-- Opening Marker --
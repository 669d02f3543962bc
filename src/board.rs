use log::{debug, error};
use rand::Rng;

use crate::config::OBSTACLE_PLACEMENT_ATTEMPTS;
use crate::error::GameError;
use crate::geometry::{Pos, Size};
use crate::snake::Snake;

#[derive(Clone, Copy, Debug, PartialEq, Eq)]
pub enum Cell {
    Empty,
    Wall,
    Exit,
    Obstacle,
    Food,
    Body,
    Head,
}

impl Cell {
    pub fn is_solid(&self) -> bool {
        matches!(self, Cell::Wall | Cell::Obstacle)
    }
}

#[derive(Clone, Copy, Debug, PartialEq, Eq)]
pub enum PlacementRejection {
    // Past the board edge or within one cell of the border
    OutOfBounds,
    Reserved,
    OverlapsObstacle,
}

#[derive(Debug, Clone)]
pub struct Board {
    size: Size,
    cells: Vec<Cell>,
}

impl Board {
    pub fn new(size: Size) -> Self {
        Board {
            size,
            cells: vec![Cell::Empty; size.area()],
        }
    }

    // Borders, one exit per side, then `obstacle_count` square blocks that
    // stay off every cell in `keep_clear`.
    pub fn initialize(
        size: Size,
        obstacle_count: usize,
        obstacle_size: u16,
        keep_clear: &[Pos],
        rng: &mut impl Rng,
    ) -> Result<Self, GameError> {
        let mut board = Board::new(size);
        board.stamp_borders();
        board.carve_exits();
        board.place_obstacles(obstacle_count, obstacle_size, keep_clear, rng)?;
        Ok(board)
    }

    pub fn size(&self) -> Size {
        self.size
    }

    // Anything off the grid reads as wall.
    pub fn cell_at(&self, pos: Pos) -> Cell {
        if !self.size.contains(pos) {
            return Cell::Wall;
        }
        self.cells[self.size.index_of(pos)]
    }

    pub fn set_cell(&mut self, pos: Pos, cell: Cell) {
        if self.size.contains(pos) {
            let index = self.size.index_of(pos);
            self.cells[index] = cell;
        }
    }

    pub fn count(&self, cell: Cell) -> usize {
        self.cells.iter().filter(|c| **c == cell).count()
    }

    pub fn cells(&self) -> impl Iterator<Item = (Pos, Cell)> + '_ {
        let width = self.size.width as usize;
        self.cells.iter().enumerate().map(move |(i, cell)| {
            let pos = Pos {
                x: (i % width) as u16,
                y: (i / width) as u16,
            };
            (pos, *cell)
        })
    }

    fn stamp_borders(&mut self) {
        let Size { width, height } = self.size;
        for x in 0..width {
            self.set_cell(Pos { x, y: 0 }, Cell::Wall);
            self.set_cell(Pos { x, y: height - 1 }, Cell::Wall);
        }
        for y in 0..height {
            self.set_cell(Pos { x: 0, y }, Cell::Wall);
            self.set_cell(Pos { x: width - 1, y }, Cell::Wall);
        }
    }

    fn carve_exits(&mut self) {
        for gap in self.size.exit_gaps() {
            self.set_cell(gap, Cell::Exit);
        }
    }

    pub fn place_obstacles(
        &mut self,
        count: usize,
        side: u16,
        keep_clear: &[Pos],
        rng: &mut impl Rng,
    ) -> Result<(), GameError> {
        let Size { width, height } = self.size;

        for n in 0..count {
            let mut attempts = 0;
            loop {
                if attempts == OBSTACLE_PLACEMENT_ATTEMPTS {
                    error!("Gave up placing obstacle {} after {} attempts", n, attempts);
                    return Err(GameError::ObstaclePlacement { attempts });
                }
                attempts += 1;

                let top_left = Pos {
                    x: rng.gen_range(1..width - 1),
                    y: rng.gen_range(1..height - 1),
                };
                match self.place_obstacle(top_left, side, keep_clear) {
                    Ok(()) => {
                        debug!(
                            "Obstacle {} at {:?} after {} attempt(s)",
                            n, top_left, attempts
                        );
                        break;
                    }
                    Err(reason) => debug!("Obstacle at {:?} rejected: {:?}", top_left, reason),
                }
            }
        }

        Ok(())
    }

    pub fn place_obstacle(
        &mut self,
        top_left: Pos,
        side: u16,
        keep_clear: &[Pos],
    ) -> Result<(), PlacementRejection> {
        let Size { width, height } = self.size;
        let fits = side > 0
            && top_left.x >= 2
            && top_left.y >= 2
            && top_left.x as u32 + side as u32 <= width as u32 - 2
            && top_left.y as u32 + side as u32 <= height as u32 - 2;
        if !fits {
            return Err(PlacementRejection::OutOfBounds);
        }

        let block: Vec<Pos> = (0..side)
            .flat_map(|dy| {
                (0..side).map(move |dx| Pos {
                    x: top_left.x + dx,
                    y: top_left.y + dy,
                })
            })
            .collect();

        if block.iter().any(|pos| keep_clear.contains(pos)) {
            return Err(PlacementRejection::Reserved);
        }
        if block.iter().any(|pos| self.cell_at(*pos) == Cell::Obstacle) {
            return Err(PlacementRejection::OverlapsObstacle);
        }

        for pos in block {
            self.set_cell(pos, Cell::Obstacle);
        }
        Ok(())
    }

    pub fn stamp_snake(&mut self, snake: &Snake) {
        for (i, pos) in snake.segments().enumerate() {
            let cell = if i == 0 { Cell::Head } else { Cell::Body };
            self.set_cell(*pos, cell);
        }
    }
}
-- Closing Marker --
▸ **ASSIGNMENT**
Each line above needs to be repeated exactly, with nothing omitted.

▸ **OUTPUT OF THE EXERCISE**
repository 669d02f3543962bc
filename src/board.rs
use log::{debug, error};
use rand::Rng;

use crate::config::OBSTACLE_PLACEMENT_ATTEMPTS;
use crate::error::GameError;
use crate::geometry::{Pos, Size};
use crate::snake::Snake;

#[derive(Clone, Copy, Debug, PartialEq, Eq)]
pub enum Cell {
    Empty,
    Wall,
    Exit,
    Obstacle,
    Food,
    Body,
    Head,
}

impl Cell {
    pub fn is_solid(&self) -> bool {
        matches!(self, Cell::Wall | Cell::Obstacle)
    }
}

#[derive(Clone, Copy, Debug, PartialEq, Eq)]
pub enum PlacementRejection {
    // Past the board edge or within one cell of the border
    OutOfBounds,
    Reserved,
    OverlapsObstacle,
}

#[derive(Debug, Clone)]
pub struct Board {
    size: Size,
    cells: Vec<Cell>,
}

impl Board {
    pub fn new(size: Size) -> Self {
        Board {
            size,
            cells: vec![Cell::Empty; size.area()],
        }
    }

    // Borders, one exit per side, then `obstacle_count` square blocks that
    // stay off every cell in `keep_clear`.
    pub fn initialize(
        size: Size,
        obstacle_count: usize,
        obstacle_size: u16,
        keep_clear: &[Pos],
        rng: &mut impl Rng,
    ) -> Result<Self, GameError> {
        let mut board = Board::new(size);
        board.stamp_borders();
        board.carve_exits();
        board.place_obstacles(obstacle_count, obstacle_size, keep_clear, rng)?;
        Ok(board)
    }

    pub fn size(&self) -> Size {
        self.size
    }

    // Anything off the grid reads as wall.
    pub fn cell_at(&self, pos: Pos) -> Cell {
        if !self.size.contains(pos) {
            return Cell::Wall;
        }
        self.cells[self.size.index_of(pos)]
    }

    pub fn set_cell(&mut self, pos: Pos, cell: Cell) {
        if self.size.contains(pos) {
            let index = self.size.index_of(pos);
            self.cells[index] = cell;
        }
    }

    pub fn count(&self, cell: Cell) -> usize {
        self.cells.iter().filter(|c| **c == cell).count()
    }

    pub fn cells(&self) -> impl Iterator<Item = (Pos, Cell)> + '_ {
        let width = self.size.width as usize;
        self.cells.iter().enumerate().map(move |(i, cell)| {
            let pos = Pos {
                x: (i % width) as u16,
                y: (i / width) as u16,
            };
            (pos, *cell)
        })
    }

    fn stamp_borders(&mut self) {
        let Size { width, height } = self.size;
        for x in 0..width {
            self.set_cell(Pos { x, y: 0 }, Cell::Wall);
            self.set_cell(Pos { x, y: height - 1 }, Cell::Wall);
        }
        for y in 0..height {
            self.set_cell(Pos { x: 0, y }, Cell::Wall);
            self.set_cell(Pos { x: width - 1, y }, Cell::Wall);
        }
    }

    fn carve_exits(&mut self) {
        for gap in self.size.exit_gaps() {
            self.set_cell(gap, Cell::Exit);
        }
    }

    pub fn place_obstacles(
        &mut self,
        count: usize,
        side: u16,
        keep_clear: &[Pos],
        rng: &mut impl Rng,
    ) -> Result<(), GameError> {
        let Size { width, height } = self.size;

        for n in 0..count {
            let mut attempts = 0;
            loop {
                if attempts == OBSTACLE_PLACEMENT_ATTEMPTS {
                    error!("Gave up placing obstacle {} after {} attempts", n, attempts);
                    return Err(GameError::ObstaclePlacement { attempts });
                }
                attempts += 1;

                let top_left = Pos {
                    x: rng.gen_range(1..width - 1),
                    y: rng.gen_range(1..height - 1),
                };
                match self.place_obstacle(top_left, side, keep_clear) {
                    Ok(()) => {
                        debug!(
                            "Obstacle {} at {:?} after {} attempt(s)",
                            n, top_left, attempts
                        );
                        break;
                    }
                    Err(reason) => debug!("Obstacle at {:?} rejected: {:?}", top_left, reason),
                }
            }
        }

        Ok(())
    }

    pub fn place_obstacle(
        &mut self,
        top_left: Pos,
        side: u16,
        keep_clear: &[Pos],
    ) -> Result<(), PlacementRejection> {
        let Size { width, height } = self.size;
        let fits = side > 0
            && top_left.x >= 2
            && top_left.y >= 2
            && top_left.x as u32 + side as u32 <= width as u32 - 2
            && top_left.y as u32 + side as u32 <= height as u32 - 2;
        if !fits {
            return Err(PlacementRejection::OutOfBounds);
        }

        let block: Vec<Pos> = (0..side)
            .flat_map(|dy| {
                (0..side).map(move |dx| Pos {
                    x: top_left.x + dx,
                    y: top_left.y + dy,
                })
            })
            .collect();

        if block.iter().any(|pos| keep_clear.contains(pos)) {
            return Err(PlacementRejection::Reserved);
        }
        if block.iter().any(|pos| self.cell_at(*pos) == Cell::Obstacle) {
            return Err(PlacementRejection::OverlapsObstacle);
        }

        for pos in block {
            self.set_cell(pos, Cell::Obstacle);
        }
        Ok(())
    }

    pub fn stamp_snake(&mut self, snake: &Snake) {
        for (i, pos) in snake.segments().enumerate() {
            let cell = if i == 0 { Cell::Head } else { Cell::Body };
            self.set_cell(*pos, cell);
        }
    }
}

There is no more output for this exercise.